Once our class had learned various concepts about being responsible journalists, she cut us loose to practice the skills and prove it with the assignments we turned in. I knew she trusted me implicitly when one day she gave me the laminated “yellow pass of power.” It was a permanent pass I could use at any time to leave class for interviews or “journalism business.”

Each year I “re-upped” for journalism and each year, Mama Cash made sure I had new challenges, higher expectations and more responsibilities. In 10th grade, she made me co-editor for our award-winning student newspaper, Trojan Talk.

In 11th and 12th grades, she trusted me to not only do my work but to supervise and encourage my fellow teenage journalists as the paper’s editor.

One of my most fond memories of her is her incessant patience with the crazy ways of me and my classmates. It’s a fact that a primal teenager’s joy is to unearth what irritates an adult and then make sure to do it and watch the response. As I mentioned earlier, our room was an open style with 5’ tall vertical storage cabinets in one area. The pet peeve? Open cabinet doors exposing their internal disarray for all to see. Since confession, they say, is good for the soul, I have to say here and now I knew this about her and I willingly participated in “forgetting” to close those cabinet doors.

And without a word, the next time I returned, the cabinet doors were closed and the area looked respectable once again.

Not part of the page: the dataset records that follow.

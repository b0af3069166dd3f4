//! The unit of work flowing through the reward pipeline.
//!
//! An `ActionRequest` is built once by the caller and never mutated. Its
//! `DedupKey` is the fingerprint the gate and ledger use to guarantee that the
//! same logical action is rewarded at most once.

use crate::error::{LedgerError, Result};
use crate::types::ActionType;
use serde::{Deserialize, Serialize};
use sha2::{Digest, Sha256};
use std::fmt;

// ---------------------------------------------------------------------------
// ActionRequest
// ---------------------------------------------------------------------------

#[derive(Debug, Clone, PartialEq, Serialize, Deserialize)]
pub struct ActionRequest {
    pub actor_id: String,
    pub action_type: ActionType,
    pub description: String,
    #[serde(default, skip_serializing_if = "Option::is_none")]
    pub impact: Option<f64>,
    /// Amount the caller expected to earn. Informational: the strategy
    /// registry is authoritative for the credited amount.
    #[serde(default, skip_serializing_if = "Option::is_none")]
    pub requested_tokens: Option<i64>,
    /// Caller-supplied idempotency token. When set it replaces
    /// `(action_type, description)` as the dedup fingerprint.
    #[serde(default, skip_serializing_if = "Option::is_none")]
    pub idempotency_token: Option<String>,
}

impl ActionRequest {
    pub fn new(
        actor_id: impl Into<String>,
        action_type: ActionType,
        description: impl Into<String>,
    ) -> Self {
        Self {
            actor_id: actor_id.into(),
            action_type,
            description: description.into(),
            impact: None,
            requested_tokens: None,
            idempotency_token: None,
        }
    }

    pub fn with_impact(mut self, impact: f64) -> Self {
        self.impact = Some(impact);
        self
    }

    pub fn with_requested_tokens(mut self, tokens: i64) -> Self {
        self.requested_tokens = Some(tokens);
        self
    }

    pub fn with_idempotency_token(mut self, token: impl Into<String>) -> Self {
        self.idempotency_token = Some(token.into());
        self
    }

    pub fn validate(&self) -> Result<()> {
        if self.action_type.as_str().trim().is_empty() {
            return Err(LedgerError::InvalidRequest(
                "action type must not be empty".to_string(),
            ));
        }
        if self.description.trim().is_empty() {
            return Err(LedgerError::InvalidRequest(
                "description must not be empty".to_string(),
            ));
        }
        if let Some(impact) = self.impact {
            if !impact.is_finite() || impact < 0.0 {
                return Err(LedgerError::InvalidRequest(format!(
                    "impact must be a non-negative number, got {impact}"
                )));
            }
        }
        if let Some(token) = &self.idempotency_token {
            if token.trim().is_empty() {
                return Err(LedgerError::InvalidRequest(
                    "idempotency token must not be blank".to_string(),
                ));
            }
        }
        Ok(())
    }

    pub fn dedup_key(&self) -> DedupKey {
        match &self.idempotency_token {
            Some(token) => DedupKey::from_token(&self.actor_id, token),
            None => DedupKey::derive(&self.actor_id, &self.action_type, &self.description),
        }
    }
}

// ---------------------------------------------------------------------------
// DedupKey
// ---------------------------------------------------------------------------

/// Deterministic fingerprint of a logical action.
///
/// Hex-encoded SHA-256 over the actor id plus either the
/// `(action_type, description)` pair or the caller's idempotency token. The
/// two forms are domain-separated so a token can never collide with a
/// description.
#[derive(Debug, Clone, PartialEq, Eq, Hash, PartialOrd, Ord, Serialize, Deserialize)]
#[serde(transparent)]
pub struct DedupKey(String);

const FIELD_SEPARATOR: &[u8] = &[0x1f];

impl DedupKey {
    pub fn derive(actor_id: &str, action_type: &ActionType, description: &str) -> Self {
        Self::digest(&[
            "action",
            actor_id,
            action_type.as_str(),
            description.trim(),
        ])
    }

    pub fn from_token(actor_id: &str, token: &str) -> Self {
        Self::digest(&["token", actor_id, token.trim()])
    }

    pub fn as_str(&self) -> &str {
        &self.0
    }

    fn digest(parts: &[&str]) -> Self {
        let mut hasher = Sha256::new();
        for (i, part) in parts.iter().enumerate() {
            if i > 0 {
                hasher.update(FIELD_SEPARATOR);
            }
            hasher.update(part.as_bytes());
        }
        Self(format!("{:x}", hasher.finalize()))
    }
}

impl fmt::Display for DedupKey {
    fn fmt(&self, f: &mut fmt::Formatter<'_>) -> fmt::Result {
        f.write_str(&self.0)
    }
}

// ---------------------------------------------------------------------------
// Tests
// ---------------------------------------------------------------------------

#[cfg(test)]
mod tests {
    use super::*;

    fn recycling(desc: &str) -> ActionRequest {
        ActionRequest::new("alice", ActionType::Recycling, desc)
    }

    #[test]
    fn same_tuple_gives_same_key() {
        assert_eq!(
            recycling("5kg plastic").dedup_key(),
            recycling("5kg plastic").dedup_key()
        );
    }

    #[test]
    fn key_differs_per_actor_type_and_description() {
        let base = recycling("5kg plastic").dedup_key();
        let other_actor =
            ActionRequest::new("bob", ActionType::Recycling, "5kg plastic").dedup_key();
        let other_type =
            ActionRequest::new("alice", ActionType::TreePlanting, "5kg plastic").dedup_key();
        let other_desc = recycling("6kg plastic").dedup_key();
        assert_ne!(base, other_actor);
        assert_ne!(base, other_type);
        assert_ne!(base, other_desc);
    }

    #[test]
    fn surrounding_whitespace_does_not_change_key() {
        assert_eq!(
            recycling("5kg plastic").dedup_key(),
            recycling("  5kg plastic\n").dedup_key()
        );
    }

    #[test]
    fn idempotency_token_replaces_description_fingerprint() {
        let a = recycling("first wording").with_idempotency_token("req-1");
        let b = recycling("second wording").with_idempotency_token("req-1");
        assert_eq!(a.dedup_key(), b.dedup_key());
        assert_ne!(a.dedup_key(), recycling("first wording").dedup_key());
    }

    #[test]
    fn key_is_hex_sha256() {
        let key = recycling("5kg plastic").dedup_key();
        assert_eq!(key.as_str().len(), 64);
        assert!(key.as_str().chars().all(|c| c.is_ascii_hexdigit()));
    }

    #[test]
    fn validate_rejects_blank_description() {
        let err = recycling("   ").validate().unwrap_err();
        assert!(matches!(err, LedgerError::InvalidRequest(_)));
    }

    #[test]
    fn validate_rejects_negative_or_nan_impact() {
        assert!(recycling("x").with_impact(-1.0).validate().is_err());
        assert!(recycling("x").with_impact(f64::NAN).validate().is_err());
        assert!(recycling("x").with_impact(0.5).validate().is_ok());
    }

    #[test]
    fn validate_rejects_blank_token() {
        assert!(recycling("x").with_idempotency_token(" ").validate().is_err());
    }
}
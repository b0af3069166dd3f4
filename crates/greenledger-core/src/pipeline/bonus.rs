use crate::action::ActionRequest;
use crate::error::Result;
use crate::ledger::EntryDraft;

use super::{AwardContext, Next, RewardStage};

/// Credits a separate `Bonus` entry when the inner chain awards at least
/// `threshold` tokens.
///
/// The bonus is appended after the base credit, so a bonus entry never exists
/// without its `Action` entry. The returned amount is the inner amount; the
/// bonus shows up only in the ledger.
#[derive(Debug, Clone, Copy, PartialEq, Eq)]
pub struct BonusStage {
    threshold: i64,
    amount: i64,
}

impl BonusStage {
    pub fn new(threshold: i64, amount: i64) -> Self {
        Self { threshold, amount }
    }
}

impl RewardStage for BonusStage {
    fn name(&self) -> &'static str {
        "bonus"
    }

    fn award(
        &self,
        ctx: &AwardContext<'_>,
        request: &ActionRequest,
        next: Next<'_>,
    ) -> Result<i64> {
        let tokens = next.run(ctx, request)?;
        if tokens >= self.threshold && self.amount > 0 {
            let entry = ctx.append(EntryDraft::bonus(
                request.actor_id.as_str(),
                ctx.key,
                request.action_type.clone(),
                self.amount,
            ))?;
            tracing::debug!(
                actor = %entry.actor_id,
                bonus = entry.amount,
                base = tokens,
                "bonus credited"
            );
        }
        Ok(tokens)
    }
}

#[cfg(test)]
mod tests {
    use super::*;
    use crate::actor::{Actor, MemoryActors};
    use crate::ledger::Ledger;
    use crate::pipeline::Pipeline;
    use crate::strategy::StrategyRegistry;
    use crate::types::{ActionType, EntrySource};

    fn award(stage: BonusStage, action_type: ActionType) -> (i64, Ledger) {
        let ledger = Ledger::in_memory();
        let actors = MemoryActors::with([Actor::authorized("alice")]);
        let strategies = StrategyRegistry::standard();
        let request = ActionRequest::new("alice", action_type, "something good");
        let key = request.dedup_key();
        let pipeline = Pipeline::bare().with_stage(stage);
        let ctx = AwardContext::new(&ledger, &actors, &strategies, &key, "ok");
        let tokens = pipeline.run(&ctx, &request).unwrap();
        drop(ctx);
        (tokens, ledger)
    }

    #[test]
    fn below_threshold_only_base_entry() {
        let (tokens, ledger) = award(BonusStage::new(20, 5), ActionType::PublicTransport);
        assert_eq!(tokens, 15);
        let history = ledger.history("alice").unwrap();
        assert_eq!(history.len(), 1);
        assert_eq!(history[0].source, EntrySource::Action);
    }

    #[test]
    fn at_threshold_adds_bonus_entry() {
        let (tokens, ledger) = award(BonusStage::new(20, 5), ActionType::ResourceSaving);
        assert_eq!(tokens, 20);
        let history = ledger.history("alice").unwrap();
        assert_eq!(history.len(), 2);
        assert_eq!(history[1].source, EntrySource::Bonus);
        assert_eq!(history[1].amount, 5);
        assert_eq!(history[1].balance_after, 25);
        assert!(history[1].reference_key.ends_with(":bonus"));
    }

    #[test]
    fn custom_threshold_and_amount() {
        let (tokens, ledger) = award(BonusStage::new(10, 3), ActionType::Recycling);
        assert_eq!(tokens, 10);
        assert_eq!(ledger.balance_of("alice").unwrap(), 13);
    }
}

My favorite part of being Mrs. Cash’s student was staying after school and not because I was in trouble. It’s because it was “Paste Up.” That meant staying one day each month until the work of laying out the newspaper’s pages was done to her satisfaction, using rubber cement to glue down the columns of type and photos we’d received from out typesetter and generally having a good time until 7 or 8 p.m. Those were the times of pizza and practicing page design.

Once done, I delivered the layouts to the Tallahassee Greyhound bus station where they were sent to a printer in Ocala. Several days later, printed newspaper arrived – the culmination and result of plans, interviews, writing, editing, proofing, pasting and printing. When word was out on campus that a new issue was out I felt indescribable as I watched my peers and teachers alike read and discuss the issue.

Had Mama Cash not been the patient, quality-requiring teacher she was, I would have pursued my piano playing instead of journalism and I’d be a starving musician today instead of a satisfied writer.